What does this tool do?
Evaliphy is a testing framework purpose-built for AI features that treats quality assurance for language models and AI systems like traditional software testing. Rather than requiring machine learning expertise, it lets developers write TypeScript assertions to validate AI behavior, making regression detection accessible to standard engineering teams. The framework focuses on real-world scenarios—testing actual API calls and RAG (Retrieval-Augmented Generation) systems—rather than theoretical model performance. This positions it as a practical CI/CD tool for teams shipping AI features in production applications who need deterministic, repeatable validation without spinning up ML ops infrastructure.

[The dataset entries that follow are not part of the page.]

impl ImportTask {
    /// A fresh task. `batch_size` is clamped to at least 1.
    pub fn new(batch_size: usize) -> Self {
        Self {
            batch_size: batch_size.max(1),
            phase: ImportPhase::Begin,
            documents: Vec::new(),
            doc_index: 0,
            item_index: 0,
            current: None,
            report: ImportReport::default(),
        }
    }

    /// Rebuild a task from a checkpoint taken by [`suspend`](Self::suspend).
    pub fn resume(checkpoint: ImportCheckpoint, batch_size: usize) -> Self {
        Self {
            batch_size: batch_size.max(1),
            phase: checkpoint.phase,
            documents: checkpoint.documents,
            doc_index: checkpoint.doc_index,
            item_index: checkpoint.item_index,
            current: None,
            report: checkpoint.report,
        }
    }

    /// Current phase.
    pub fn phase(&self) -> ImportPhase {
        self.phase
    }

    /// Counters so far.
    pub fn report(&self) -> &ImportReport {
        &self.report
    }

    /// Current position.
    pub fn checkpoint(&self) -> ImportCheckpoint {
        ImportCheckpoint {
            documents: self.documents.clone(),
            doc_index: self.doc_index,
            item_index: self.item_index,
            phase: self.phase,
            report: self.report.clone(),
        }
    }

    /// Commit what has been written so far and return the position.
    ///
    /// The work up to the checkpoint is durable; resuming reopens a bulk
    /// transaction and continues after it.
    pub fn suspend(self, pack: &mut PackStore) -> Result<ImportCheckpoint> {
        if pack.in_bulk() {
            pack.commit_bulk()?;
        }
        info!(
            pack = pack.name(),
            doc_index = self.doc_index,
            item_index = self.item_index,
            "import suspended"
        );
        Ok(self.checkpoint())
    }

    /// Roll back everything written since the bulk transaction opened.
    pub fn abort(self, pack: &mut PackStore) -> Result<()> {
        if pack.in_bulk() {
            pack.rollback_bulk()?;
        }
        warn!(pack = pack.name(), "import aborted");
        Ok(())
    }

    /// Step until the import completes.
    #[instrument(skip_all, fields(source = source.name(), pack = pack.name()))]
    pub fn run_to_completion(
        mut self,
        source: &mut dyn ArchiveSource,
        pack: &mut PackStore,
    ) -> Result<ImportReport> {
        loop {
            if let ImportStatus::Complete(report) = self.step(source, pack)? {
                return Ok(report);
            }
        }
    }

    /// Perform one slice of work.
    pub fn step(
        &mut self,
        source: &mut dyn ArchiveSource,
        pack: &mut PackStore,
    ) -> Result<ImportStatus> {
        match self.phase {
            ImportPhase::Begin => {
                if !pack.in_bulk() {
                    pack.begin_bulk()?;
                }
                self.documents = source.documents();
                self.phase = ImportPhase::Documents;
                info!(
                    source = source.name(),
                    documents = self.documents.len(),
                    "import started"
                );
            }
            ImportPhase::Documents => {
                if !pack.in_bulk() {
                    pack.begin_bulk()?;
                }
                self.step_documents(source, pack)?;
            }
            ImportPhase::Finish => return self.finish(pack).map(ImportStatus::Complete),
            ImportPhase::Done => {
                return Err(ImportError::InvalidState("import already complete".into()));
            }
        }
        Ok(ImportStatus::Running {
            done: self.doc_index,
            total: self.documents.len(),
        })
    }

    fn step_documents(&mut self, source: &mut dyn ArchiveSource, pack: &PackStore) -> Result<()> {
        let mut budget = self.batch_size;
        while budget > 0 {
            let Some(doc_name) = self.documents.get(self.doc_index).cloned() else {
                self.phase = ImportPhase::Finish;
                return Ok(());
            };

            if self.current.is_none() {
                budget -= 1;
                match load_items(source, &doc_name)? {
                    Some(items) => self.current = Some((doc_name, items)),
                    None => {
                        self.report.skipped += 1;
                        self.next_document();
                    }
                }
                continue;
            }

            let Some((doc, items)) = self.current.as_ref() else {
                continue;
            };
            let Some(item) = items.get(self.item_index).cloned() else {
                self.report.documents += 1;
                self.next_document();
                continue;
            };
            let doc = doc.clone();
            self.apply(source, pack, &doc, item)?;
            self.item_index += 1;
            budget -= 1;
        }
        Ok(())
    }

    fn next_document(&mut self) {
        self.current = None;
        self.doc_index += 1;
        self.item_index = 0;
    }

    fn finish(&mut self, pack: &mut PackStore) -> Result<ImportReport> {
        if pack.in_bulk() {
            pack.commit_bulk()?;
        }
        let orphans = pack.integrity_scan()?;
        for o in &orphans {
            warn!(kind = ?o.kind, id = o.id, typeid = %o.typeid, "orphaned entry after import");
        }
        self.report.orphans = orphans.len();
        self.phase = ImportPhase::Done;
        let r = &self.report;
        info!(
            pack = pack.name(),
            documents = r.documents,
            categories = r.categories,
            markers = r.markers,
            trails = r.trails,
            data_files = r.data_files,
            skipped = r.skipped,
            missing_files = r.missing_files,
            orphans = r.orphans,
            "import complete"
        );
        Ok(self.report.clone())
    }

    // ── Element handlers ────────────────────────────────────────────

    fn apply(
        &mut self,
        source: &mut dyn ArchiveSource,
        pack: &PackStore,
        doc: &str,
        item: Item,
    ) -> Result<()> {
        match item {
            Item::Category { typeid, element } => {
                let _ = pack.category(&typeid, true)?;
                self.write_properties(
                    source,
                    pack,
                    doc,
                    PropOwner::Category(&typeid),
                    &element,
                    &["name", "bh-name"],
                )?;
                self.report.categories += 1;
            }
            Item::Poi(element) => self.apply_poi(source, pack, doc, &element)?,
            Item::Trail(element) => self.apply_trail(source, pack, doc, &element)?,
        }
        Ok(())
    }

    fn apply_poi(
        &mut self,
        source: &mut dyn ArchiveSource,
        pack: &PackStore,
        doc: &str,
        el: &Element,
    ) -> Result<()> {
        let Some(typeid) = el.attr("type").and_then(typeid::normalize) else {
            warn!(document = doc, line = el.line, "POI without a usable type, skipped");
            self.report.skipped += 1;
            return Ok(());
        };
        let Some(mapid) = el
            .attr("mapid")
            .and_then(|raw| attributes::convert("mapid", raw))
            .and_then(|v| v.as_i64())
            .and_then(|v| u32::try_from(v).ok())
        else {
            warn!(document = doc, line = el.line, typeid = %typeid, "POI without a usable MapID, skipped");
            self.report.skipped += 1;
            return Ok(());
        };

        let id = pack.new_marker(&typeid, mapid)?;
        self.write_properties(source, pack, doc, PropOwner::Marker(id), el, &["type", "mapid"])?;
        self.report.markers += 1;
        Ok(())
    }

    fn apply_trail(
        &mut self,
        source: &mut dyn ArchiveSource,
        pack: &PackStore,
        doc: &str,
        el: &Element,
    ) -> Result<()> {
        let Some(typeid) = el.attr("type").and_then(typeid::normalize) else {
            warn!(document = doc, line = el.line, "Trail without a usable type, skipped");
            self.report.skipped += 1;
            return Ok(());
        };
        let Some(path) = el
            .attr("traildata")
            .map(waymark_store::normalize_path)
            .filter(|p| !p.is_empty())
        else {
            warn!(document = doc, line = el.line, typeid = %typeid, "Trail without traildata, skipped");
            self.report.skipped += 1;
            return Ok(());
        };

        let Some(bytes) = source.read(&path)? else {
            error!(document = doc, line = el.line, path = %path, "trail data file missing");
            self.report.missing_files += 1;
            self.report.skipped += 1;
            return Ok(());
        };
        let data = match decode_trail(&bytes) {
            Ok(data) => data,
            Err(e) => {
                let err = ImportError::TrailData { path, source: e };
                warn!(document = doc, line = el.line, error = %err, "trail skipped");
                self.report.skipped += 1;
                return Ok(());
            }
        };

        let id = pack.new_trail(&typeid, data.mapid)?;
        pack.set_trail_coords(id, &data.points)?;
        self.write_properties(source, pack, doc, PropOwner::Trail(id), el, &["type"])?;
        self.report.trails += 1;
        Ok(())
    }

    fn write_properties(
        &mut self,
        source: &mut dyn ArchiveSource,
        pack: &PackStore,
        doc: &str,
        owner: PropOwner<'_>,
        el: &Element,
        exclude: &[&str],
    ) -> Result<()> {
        for (raw_name, raw_value) in &el.attributes {
            let name = raw_name.to_lowercase();
            if exclude.contains(&name.as_str()) {
                continue;
            }
            let Some(value) = attributes::convert(&name, raw_value) else {
                warn!(
                    document = doc,
                    line = el.line,
                    attribute = %name,
                    value = %raw_value,
                    "unparseable attribute value, property omitted"
                );
                continue;
            };
            if attributes::is_data_file(&name) {
                if let PropValue::Text(path) = &value {
                    self.copy_data_file(source, pack, doc, el.line, path)?;
                }
            }
            pack.set_property(owner, &name, Some(&value))?;
        }
        Ok(())
    }

    fn copy_data_file(
        &mut self,
        source: &mut dyn ArchiveSource,
        pack: &PackStore,
        doc: &str,
        line: u32,
        path: &str,
    ) -> Result<()> {
        if pack.has_data_file(path)? {
            return Ok(());
        }
        match source.read(path)? {
            Some(bytes) => {
                if pack.put_data_file(path, &bytes)? {
                    self.report.data_files += 1;
                }
            }
            None => {
                error!(document = doc, line, path, "referenced data file missing");
                self.report.missing_files += 1;
            }
        }
        Ok(())
    }
}

impl Default for ImportTask {
    fn default() -> Self {
        Self::new(DEFAULT_BATCH_SIZE)
    }
}

/// Read, parse and flatten a document. `None` when it is unusable.
fn load_items(source: &mut dyn ArchiveSource, name: &str) -> Result<Option<Vec<Item>>> {
    let Some(bytes) = source.read(name)? else {
        warn!(document = name, "document vanished from source, skipped");
        return Ok(None);
    };
    let doc = match parse_document(name, &bytes) {
        Ok(doc) => doc,
        Err(err) => {
            warn!(document = name, error = %err, "document skipped");
            return Ok(None);
        }
    };
    if !doc.root.is("OverlayData") {
        warn!(document = name, root = %doc.root.name, "root is not OverlayData, skipped");
        return Ok(None);
    }

    let mut items = Vec::new();
    for child in &doc.root.children {
        if child.is("MarkerCategory") {
            flatten_category(name, child, None, &mut items);
        } else if child.is("POIs") {
            for el in &child.children {
                if el.is("POI") {
                    items.push(Item::Poi(el.clone()));
                } else if el.is("Trail") {
                    items.push(Item::Trail(el.clone()));
                }
            }
        }
    }
    Ok(Some(items))
}

fn flatten_category(doc: &str, el: &Element, parent: Option<&str>, out: &mut Vec<Item>) {
    let Some(name) = el
        .attr("name")
        .or_else(|| el.attr("bh-name"))
        .and_then(typeid::normalize)
    else {
        warn!(document = doc, line = el.line, "MarkerCategory without a name, subtree skipped");
        return;
    };
    let typeid = typeid::join(parent, &name);
    let element = Element {
        children: Vec::new(),
        ..el.clone()
    };
    out.push(Item::Category {
        typeid: typeid.clone(),
        element,
    });
    for child in el.children_named("MarkerCategory") {
        flatten_category(doc, child, Some(&typeid), out);
    }
}

// ─────────────────────────────────────────────────────────────────────────────
// Tests
// ─────────────────────────────────────────────────────────────────────────────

AI analysis from Apr 8, 2026
Key Features
- TypeScript-based assertion writing for AI feature validation
- Real API testing without requiring local model setup or ML infrastructure
- RAG system testing and validation capabilities
- CI/CD pipeline integration for automated regression detection
- Designed for software engineers without requiring ML background knowledge
Use Cases
- 1Testing LLM API responses for consistency and correctness before deploying chatbot updates to production
- 2Validating RAG pipeline outputs to ensure retrieval quality and answer accuracy haven't degraded between releases
- 3Catching regressions in AI-powered features during continuous integration without manual QA review
- 4Writing acceptance tests for AI features using familiar TypeScript assertion patterns familiar to backend engineers
- 5Monitoring AI feature performance drift across model version upgrades or prompt engineering changes
- 6Automating quality gates in CI/CD pipelines for teams shipping AI features alongside traditional software
Pros & Cons
Advantages
- Lowers barrier to entry by using TypeScript instead of requiring ML/Python expertise, letting existing engineering teams test AI features
- Integrates directly into CI/CD pipelines for automated regression detection rather than relying on manual testing or expensive ML monitoring platforms
- Tests real API calls and production systems rather than isolated models, catching integration failures that unit tests miss
Limitations
- Limited visibility into actual model behavior—assertions validate outputs but don't debug why models behave unexpectedly
- May struggle with inherent AI non-determinism; TypeScript assertions work best with consistent, binary pass/fail criteria rather than probabilistic outputs
- Likely requires significant upfront investment in writing comprehensive test suites, especially for complex multi-step AI workflows
Pricing Details
Pricing details not publicly available.
Who is this for?
Backend and full-stack engineers at software companies shipping AI features who need reliable testing frameworks. Best suited for teams of 2-50+ engineers building production AI applications, especially those without dedicated ML engineering resources or teams wanting to standardize AI testing alongside existing CI/CD practices.